Take a second instance, which I beg to press most seriously on the notice of mothers, governesses, and nurses: If you allow a child to get into the habit of sleeping with its head under the bed-clothes, and thereby breathing its own breath over and over again, that child will assuredly grow pale, weak, and ill. Medical men have cases on record of scrofula appearing in children previously healthy, which could only be accounted for from this habit, and which ceased when the habit stopped. Let me again entreat your attention to this undoubted fact.
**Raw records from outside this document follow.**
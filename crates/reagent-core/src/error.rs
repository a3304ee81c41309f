//! Error types for the Reagent framework

use thiserror::Error;

/// Result type alias for Reagent operations
pub type AgentResult<T> = Result<T, AgentError>;

/// Main error type for the Reagent framework
#[derive(Error, Debug, Clone)]
pub enum AgentError {
    /// Configuration related errors
    #[error("Configuration error: {0}")]
    Config(String),

    /// Chat model / provider errors
    #[error("LLM error: {0}")]
    Llm(String),

    /// Tool execution errors
    #[error("Tool error: {tool_name}: {message}")]
    Tool { tool_name: String, message: String },

    /// Agent execution errors
    #[error("Agent error: {0}")]
    Agent(String),

    /// Recorder errors (missing plan or execution key, closed record)
    #[error("Recorder error: {0}")]
    Recorder(String),

    /// Conversation memory errors
    #[error("Memory error: {0}")]
    Memory(String),

    /// IO errors
    #[error("IO error: {0}")]
    Io(String),

    /// JSON serialization/deserialization errors
    #[error("JSON error: {0}")]
    Json(String),

    /// HTTP request errors
    #[error("HTTP error: {0}")]
    Http(String),

    /// Invalid input errors
    #[error("Invalid input: {0}")]
    InvalidInput(String),

    /// Generic error with context
    #[error("Error: {0}")]
    Other(String),
}

impl AgentError {
    /// Create a new configuration error
    pub fn config(message: impl Into<String>) -> Self {
        Self::Config(message.into())
    }

    /// Create a new LLM error
    pub fn llm(message: impl Into<String>) -> Self {
        Self::Llm(message.into())
    }

    /// Create a new tool error
    pub fn tool(tool_name: impl Into<String>, message: impl Into<String>) -> Self {
        Self::Tool {
            tool_name: tool_name.into(),
            message: message.into(),
        }
    }

    /// Create a new agent error
    pub fn agent(message: impl Into<String>) -> Self {
        Self::Agent(message.into())
    }

    /// Create a new recorder error
    pub fn recorder(message: impl Into<String>) -> Self {
        Self::Recorder(message.into())
    }

    /// Create a new memory error
    pub fn memory(message: impl Into<String>) -> Self {
        Self::Memory(message.into())
    }

    /// Create a new invalid input error
    pub fn invalid_input(message: impl Into<String>) -> Self {
        Self::InvalidInput(message.into())
    }
}

impl From<anyhow::Error> for AgentError {
    fn from(error: anyhow::Error) -> Self {
        Self::Other(error.to_string())
    }
}

impl From<std::io::Error> for AgentError {
    fn from(error: std::io::Error) -> Self {
        Self::Io(error.to_string())
    }
}

impl From<serde_json::Error> for AgentError {
    fn from(error: serde_json::Error) -> Self {
        Self::Json(error.to_string())
    }
}

impl From<reqwest::Error> for AgentError {
    fn from(error: reqwest::Error) -> Self {
        Self::Http(error.to_string())
    }
}

impl From<toml::de::Error> for AgentError {
    fn from(error: toml::de::Error) -> Self {
        Self::Config(error.to_string())
    }
}
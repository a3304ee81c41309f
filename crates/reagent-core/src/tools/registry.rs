//! Tool registry: global name-to-callback mapping and allow-list resolution

use crate::tools::base::ToolCallback;
use std::collections::HashMap;
use std::sync::Arc;
use tracing::warn;

/// Registry mapping tool keys to callbacks
///
/// Populated externally (wiring code, plugins); agents look tools up
/// through their allow-list via [`ToolRegistry::resolve`].
pub struct ToolRegistry {
    tools: HashMap<String, Arc<dyn ToolCallback>>,
}

impl ToolRegistry {
    /// Create a new empty registry
    pub fn new() -> Self {
        Self {
            tools: HashMap::new(),
        }
    }

    /// Register a tool callback under its own name
    pub fn register(&mut self, tool: Arc<dyn ToolCallback>) {
        let name = tool.name().to_string();
        self.tools.insert(name, tool);
    }

    /// Register multiple tool callbacks
    pub fn register_all(&mut self, tools: Vec<Arc<dyn ToolCallback>>) {
        for tool in tools {
            self.register(tool);
        }
    }

    /// Get a tool by name
    pub fn get(&self, name: &str) -> Option<&Arc<dyn ToolCallback>> {
        self.tools.get(name)
    }

    /// Check if a tool is registered
    pub fn has_tool(&self, name: &str) -> bool {
        self.tools.contains_key(name)
    }

    /// Get all registered tool names
    pub fn tool_names(&self) -> Vec<String> {
        self.tools.keys().cloned().collect()
    }

    /// Resolve an allow-list of tool names to callbacks
    ///
    /// Allow-list order is preserved; it determines the order in which
    /// tool definitions are advertised to the model and carries no other
    /// priority. Names absent from the registry are skipped with a
    /// warning, never a failure.
    pub fn resolve(&self, allow_list: &[String]) -> Vec<Arc<dyn ToolCallback>> {
        let mut callbacks = Vec::with_capacity(allow_list.len());
        for key in allow_list {
            match self.tools.get(key) {
                Some(callback) => callbacks.push(Arc::clone(callback)),
                None => warn!(tool = %key, "tool callback not found in the registry"),
            }
        }
        callbacks
    }
}

impl Default for ToolRegistry {
    fn default() -> Self {
        Self::new()
    }
}
//! Common types used throughout the Reagent framework

use serde::{Deserialize, Serialize};
use uuid::Uuid;

/// Unique identifier for plans, executions, records and other entities
pub type Id = Uuid;

/// Token usage statistics for chat model calls
#[derive(Debug, Clone, PartialEq, Serialize, Deserialize, Default)]
pub struct TokenUsage {
    /// Number of tokens in the prompt
    pub prompt_tokens: u32,
    /// Number of tokens in the completion
    pub completion_tokens: u32,
    /// Total number of tokens used
    pub total_tokens: u32,
}

impl TokenUsage {
    /// Create a new TokenUsage instance
    pub fn new(prompt_tokens: u32, completion_tokens: u32) -> Self {
        Self {
            prompt_tokens,
            completion_tokens,
            total_tokens: prompt_tokens + completion_tokens,
        }
    }

    /// Add usage from another TokenUsage instance
    pub fn add(&mut self, other: &TokenUsage) {
        self.prompt_tokens += other.prompt_tokens;
        self.completion_tokens += other.completion_tokens;
        self.total_tokens += other.total_tokens;
    }
}
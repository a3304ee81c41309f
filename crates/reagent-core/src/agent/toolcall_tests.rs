//! End-to-end tests driving [`ToolCallAgent`] through scripted model turns

use crate::agent::driver::{LoopStatus, ReactLoop};
use crate::agent::toolcall::ToolCallAgent;
use crate::agent::traits::{ReactAgent, StepContext, ThinkOutcome};
use crate::error::{AgentError, AgentResult};
use crate::llm::client::ChatModel;
use crate::llm::messages::{ChatMessage, ChatResponse, MessageRole};
use crate::memory::{ChatMemory, InMemoryChatMemory};
use crate::recorder::{PlanExecutionRecorder, RecordStatus, ThinkActRecord};
use crate::tools::{
    ToolCall, ToolCallback, ToolError, ToolParameter, ToolRegistry, ToolResult, ToolSchema,
};
use async_trait::async_trait;
use parking_lot::Mutex;
use std::collections::{HashMap, VecDeque};
use std::sync::atomic::{AtomicUsize, Ordering};
use std::sync::Arc;

/// Chat model that replays a scripted sequence of responses
struct ScriptedChatModel {
    responses: Mutex<VecDeque<ChatResponse>>,
}

impl ScriptedChatModel {
    fn new(responses: Vec<ChatResponse>) -> Arc<Self> {
        Arc::new(Self {
            responses: Mutex::new(responses.into()),
        })
    }
}

#[async_trait]
impl ChatModel for ScriptedChatModel {
    async fn chat(
        &self,
        _messages: &[ChatMessage],
        _tools: &[ToolSchema],
    ) -> AgentResult<ChatResponse> {
        self.responses
            .lock()
            .pop_front()
            .ok_or_else(|| AgentError::llm("script exhausted"))
    }
}

/// Chat model whose every call fails
struct UnreachableChatModel;

#[async_trait]
impl ChatModel for UnreachableChatModel {
    async fn chat(
        &self,
        _messages: &[ChatMessage],
        _tools: &[ToolSchema],
    ) -> AgentResult<ChatResponse> {
        Err(AgentError::llm("provider unreachable"))
    }
}

/// Tool that counts its invocations and echoes the query back
struct SearchTool {
    invocations: AtomicUsize,
}

impl SearchTool {
    fn new() -> Arc<Self> {
        Arc::new(Self {
            invocations: AtomicUsize::new(0),
        })
    }

    fn invocations(&self) -> usize {
        self.invocations.load(Ordering::SeqCst)
    }
}

#[async_trait]
impl ToolCallback for SearchTool {
    fn name(&self) -> &str {
        "search"
    }

    fn description(&self) -> &str {
        "Search for documents"
    }

    fn schema(&self) -> ToolSchema {
        ToolSchema::new(
            "search",
            "Search for documents",
            vec![ToolParameter::string("q", "Search query")],
        )
    }

    async fn call(&self, call: &ToolCall) -> Result<ToolResult, ToolError> {
        self.invocations.fetch_add(1, Ordering::SeqCst);
        let q = call
            .get_string("q")
            .ok_or_else(|| ToolError::InvalidArguments("Missing 'q' parameter".to_string()))?;
        Ok(ToolResult::success(
            &call.id,
            self.name(),
            format!("results for {q}"),
        ))
    }
}

/// Tool that always reports a failure
struct FlakyTool;

#[async_trait]
impl ToolCallback for FlakyTool {
    fn name(&self) -> &str {
        "flaky"
    }

    fn description(&self) -> &str {
        "Always times out"
    }

    fn schema(&self) -> ToolSchema {
        ToolSchema::new("flaky", "Always times out", vec![])
    }

    async fn call(&self, _call: &ToolCall) -> Result<ToolResult, ToolError> {
        Err(ToolError::ExecutionFailed("upstream timeout".to_string()))
    }
}

fn search_call(id: &str, q: &str) -> ToolCall {
    let mut args = HashMap::new();
    args.insert("q".to_string(), serde_json::json!(q));
    ToolCall::new(id, "search", args)
}

fn build_agent(
    registry: &ToolRegistry,
    allow_list: Vec<&str>,
    model: Arc<dyn ChatModel>,
    memory: Arc<InMemoryChatMemory>,
    recorder: Arc<PlanExecutionRecorder>,
) -> ToolCallAgent {
    ToolCallAgent::builder("researcher")
        .description("looks things up")
        .system_prompt("You are {name}, a careful researcher.")
        .next_step_prompt("Work on the task: {task}")
        .data("name", "researcher")
        .data("task", "find rust agents")
        .available_tools(allow_list.into_iter().map(String::from).collect())
        .chat_model(model)
        .memory(memory)
        .recorder(recorder)
        .plan_id("plan-1")
        .build(registry)
        .unwrap()
}

fn cycle_records(agent: &ToolCallAgent) -> Vec<ThinkActRecord> {
    agent
        .execution_record()
        .expect("execution record must exist")
        .think_act_records
}

#[tokio::test]
async fn test_tool_free_response_completes_without_acting() {
    let search = SearchTool::new();
    let mut registry = ToolRegistry::new();
    registry.register(search.clone());

    let model = ScriptedChatModel::new(vec![ChatResponse::new("The answer is 42.")]);
    let memory = Arc::new(InMemoryChatMemory::new());
    let recorder = Arc::new(PlanExecutionRecorder::new());
    let mut agent = build_agent(
        &registry,
        vec!["search"],
        model,
        memory.clone(),
        recorder.clone(),
    );

    let outcome = ReactLoop::new(5).run(&mut agent).await;

    assert_eq!(outcome.status, LoopStatus::Completed);
    assert_eq!(outcome.steps_taken, 1);
    assert!(outcome.last_result.is_none());
    assert_eq!(search.invocations(), 0);

    let records = cycle_records(&agent);
    assert_eq!(records.len(), 1);
    assert!(!records[0].action_needed);
    assert_eq!(records[0].thinking_output.as_deref(), Some("The answer is 42."));
    // The cycle is over even though no action phase ran.
    assert!(!records[0].is_open());
    assert_eq!(records[0].status, RecordStatus::Success);
}

#[tokio::test]
async fn test_only_first_proposed_call_executes() {
    let search = SearchTool::new();
    let other = SearchTool::new();
    struct Renamed(Arc<SearchTool>);

    #[async_trait]
    impl ToolCallback for Renamed {
        fn name(&self) -> &str {
            "lookup"
        }
        fn description(&self) -> &str {
            self.0.description()
        }
        fn schema(&self) -> ToolSchema {
            ToolSchema::new("lookup", self.0.description(), vec![])
        }
        async fn call(&self, call: &ToolCall) -> Result<ToolResult, ToolError> {
            self.0.call(call).await
        }
    }

    let mut registry = ToolRegistry::new();
    registry.register(search.clone());
    registry.register(Arc::new(Renamed(other.clone())));

    let mut second_args = HashMap::new();
    second_args.insert("q".to_string(), serde_json::json!("ignored"));
    let response = ChatResponse::with_tool_calls(
        "I will search first.",
        vec![
            search_call("call-1", "rust agents"),
            ToolCall::new("call-2", "lookup", second_args),
        ],
    );

    let model = ScriptedChatModel::new(vec![response]);
    let memory = Arc::new(InMemoryChatMemory::new());
    let recorder = Arc::new(PlanExecutionRecorder::new());
    let mut agent = build_agent(
        &registry,
        vec!["search", "lookup"],
        model,
        memory.clone(),
        recorder.clone(),
    );

    let mut cx = StepContext::new(1);
    assert_eq!(agent.think(&mut cx).await, ThinkOutcome::Action);
    let result = agent.act(&mut cx).await;

    assert_eq!(result, "results for rust agents");
    assert_eq!(search.invocations(), 1);
    assert_eq!(other.invocations(), 0);

    // The tool response in memory answers the first proposed call only.
    let history = memory.get(agent.conversation_id(), 100);
    let tool_msg = history
        .iter()
        .find(|m| m.role == MessageRole::Tool)
        .expect("tool response message in memory");
    assert_eq!(tool_msg.tool_call_id.as_deref(), Some("call-1"));
}

#[tokio::test]
async fn test_failing_tool_surfaces_error_in_memory_and_result() {
    let mut registry = ToolRegistry::new();
    registry.register(Arc::new(FlakyTool));

    let response = ChatResponse::with_tool_calls(
        "Trying the flaky tool.",
        vec![ToolCall::new("call-1", "flaky", HashMap::new())],
    );
    let model = ScriptedChatModel::new(vec![response, ChatResponse::new("Giving up.")]);
    let memory = Arc::new(InMemoryChatMemory::new());
    let recorder = Arc::new(PlanExecutionRecorder::new());
    let mut agent = build_agent(
        &registry,
        vec!["flaky"],
        model,
        memory.clone(),
        recorder.clone(),
    );

    let outcome = ReactLoop::new(5).run(&mut agent).await;

    assert_eq!(outcome.status, LoopStatus::Completed);
    let last = outcome.last_result.expect("act ran once");
    assert!(last.starts_with("Error:"));
    assert!(last.contains("upstream timeout"));

    let history = memory.get(agent.conversation_id(), 100);
    let tool_msg = history
        .iter()
        .find(|m| m.role == MessageRole::Tool)
        .expect("tool response message in memory");
    assert!(tool_msg.content.starts_with("Error:"));

    let records = cycle_records(&agent);
    assert_eq!(records[0].status, RecordStatus::Error);
    assert!(records[0]
        .error_message
        .as_deref()
        .is_some_and(|m| m.contains("upstream timeout")));
}

#[tokio::test]
async fn test_unlisted_tool_proposal_degrades_to_error_response() {
    let mut registry = ToolRegistry::new();
    registry.register(SearchTool::new());

    // The model hallucinates a tool outside the agent's allow-list.
    let response = ChatResponse::with_tool_calls(
        "Let me delete everything.",
        vec![ToolCall::new("call-1", "shell", HashMap::new())],
    );
    let model = ScriptedChatModel::new(vec![response]);
    let memory = Arc::new(InMemoryChatMemory::new());
    let recorder = Arc::new(PlanExecutionRecorder::new());
    let mut agent = build_agent(
        &registry,
        vec!["search"],
        model,
        memory.clone(),
        recorder.clone(),
    );

    let mut cx = StepContext::new(1);
    assert_eq!(agent.think(&mut cx).await, ThinkOutcome::Action);
    let result = agent.act(&mut cx).await;

    assert!(result.starts_with("Error:"));
    let history = memory.get(agent.conversation_id(), 100);
    let tool_msg = history
        .iter()
        .find(|m| m.role == MessageRole::Tool)
        .expect("tool response message in memory");
    assert!(tool_msg.content.contains("shell"));
}

#[tokio::test]
async fn test_provider_failure_fails_the_loop() {
    let registry = ToolRegistry::new();
    let memory = Arc::new(InMemoryChatMemory::new());
    let recorder = Arc::new(PlanExecutionRecorder::new());
    let mut agent = build_agent(
        &registry,
        vec![],
        Arc::new(UnreachableChatModel),
        memory.clone(),
        recorder.clone(),
    );

    let outcome = ReactLoop::new(5).run(&mut agent).await;

    assert_eq!(outcome.status, LoopStatus::Failed);
    assert!(outcome
        .failure
        .as_deref()
        .is_some_and(|f| f.contains("provider unreachable")));
    // Nothing reached memory; the model never answered.
    assert!(memory.is_empty(agent.conversation_id()));

    let records = cycle_records(&agent);
    assert_eq!(records.len(), 1);
    assert_eq!(records[0].status, RecordStatus::Error);
}

#[tokio::test]
async fn test_search_scenario_end_to_end() {
    let search = SearchTool::new();
    let mut registry = ToolRegistry::new();
    registry.register(search.clone());

    let model = ScriptedChatModel::new(vec![
        ChatResponse::with_tool_calls(
            "Searching for rust agents.",
            vec![search_call("call-1", "rust agents")],
        ),
        ChatResponse::new("Found them."),
    ]);
    let memory = Arc::new(InMemoryChatMemory::new());
    let recorder = Arc::new(PlanExecutionRecorder::new());
    let mut agent = build_agent(
        &registry,
        vec!["search"],
        model,
        memory.clone(),
        recorder.clone(),
    );

    let outcome = ReactLoop::new(5).run(&mut agent).await;
    agent
        .finish(RecordStatus::Success, outcome.last_result.clone())
        .unwrap();

    assert_eq!(outcome.status, LoopStatus::Completed);
    assert_eq!(outcome.steps_taken, 2);
    assert_eq!(outcome.last_result.as_deref(), Some("results for rust agents"));
    assert_eq!(search.invocations(), 1);

    let execution = agent.execution_record().unwrap();
    assert_eq!(execution.status, RecordStatus::Success);
    assert_eq!(execution.think_act_records.len(), 2);

    let first = &execution.think_act_records[0];
    assert!(first.action_needed);
    assert_eq!(first.tool_name.as_deref(), Some("search"));
    assert_eq!(first.action_result.as_deref(), Some("results for rust agents"));
    assert_eq!(first.status, RecordStatus::Success);
    assert!(!execution.think_act_records[1].action_needed);

    // Memory holds both turns: prompt, assistant, tool response, prompt,
    // final answer.
    let history = memory.get(agent.conversation_id(), 100);
    assert_eq!(history.len(), 5);
    assert_eq!(history[2].role, MessageRole::Tool);
    assert_eq!(history[2].content, "results for rust agents");
}

#[tokio::test]
async fn test_replays_with_identical_scripts_match() {
    async fn run_once() -> Vec<ThinkActRecord> {
        let search = SearchTool::new();
        let mut registry = ToolRegistry::new();
        registry.register(search);

        let model = ScriptedChatModel::new(vec![
            ChatResponse::with_tool_calls(
                "Searching for rust agents.",
                vec![search_call("call-1", "rust agents")],
            ),
            ChatResponse::new("Found them."),
        ]);
        let memory = Arc::new(InMemoryChatMemory::new());
        let recorder = Arc::new(PlanExecutionRecorder::new());
        let mut agent = build_agent(&registry, vec!["search"], model, memory, recorder);

        ReactLoop::new(5).run(&mut agent).await;
        cycle_records(&agent)
    }

    let first = run_once().await;
    let second = run_once().await;

    assert_eq!(first.len(), second.len());
    for (a, b) in first.iter().zip(second.iter()) {
        assert_eq!(a.status, b.status);
        assert_eq!(a.action_needed, b.action_needed);
        assert_eq!(a.thinking_output, b.thinking_output);
        assert_eq!(a.tool_name, b.tool_name);
        assert_eq!(a.tool_parameters, b.tool_parameters);
        assert_eq!(a.action_result, b.action_result);
        assert_eq!(a.error_message, b.error_message);
    }
}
Take another instance, which is only too common: If you are in a crowded room, with plenty of fire and lights and company, doors and windows all shut tight, how often you feel faint–so faint, that you may require smelling-salts or some other stimulant. The cause of your faintness is just the same as that of the mouse’s fainting in the box: you and your friends, and, as I shall show you presently, the fire and the candles likewise, having been all breathing each other’s breaths, over and over again, till the air has become unfit to support life. You are doing your best to enact over again the Highland tragedy, of which Sir James Simpson tells in his lectures to the working-classes of Edinburgh, when at a Christmas meeting thirty-six persons danced all night in a small room with a low ceiling, keeping the doors and windows shut. The atmosphere of the room was noxious beyond description; and the effect was, that seven of the party were soon after seized with typhus fever, of which two died. You are inflicting on yourselves the torments of the poor dog, who is kept at the Grotto del Cane, near Naples, to be stupified, for the amusement of visitors, by the carbonic acid gas of the Grotto, and brought to life again by being dragged into the fresh air; nay, you are inflicting upon yourselves the torments of the famous Black Hole of Calcutta; and, if there was no chimney in the room, by which some fresh air could enter, the candles would soon burn blue–as they do, you know, when ghosts appear; your brains become disturbed; and you yourselves run the risk of becoming ghosts, and the candles of actually going out.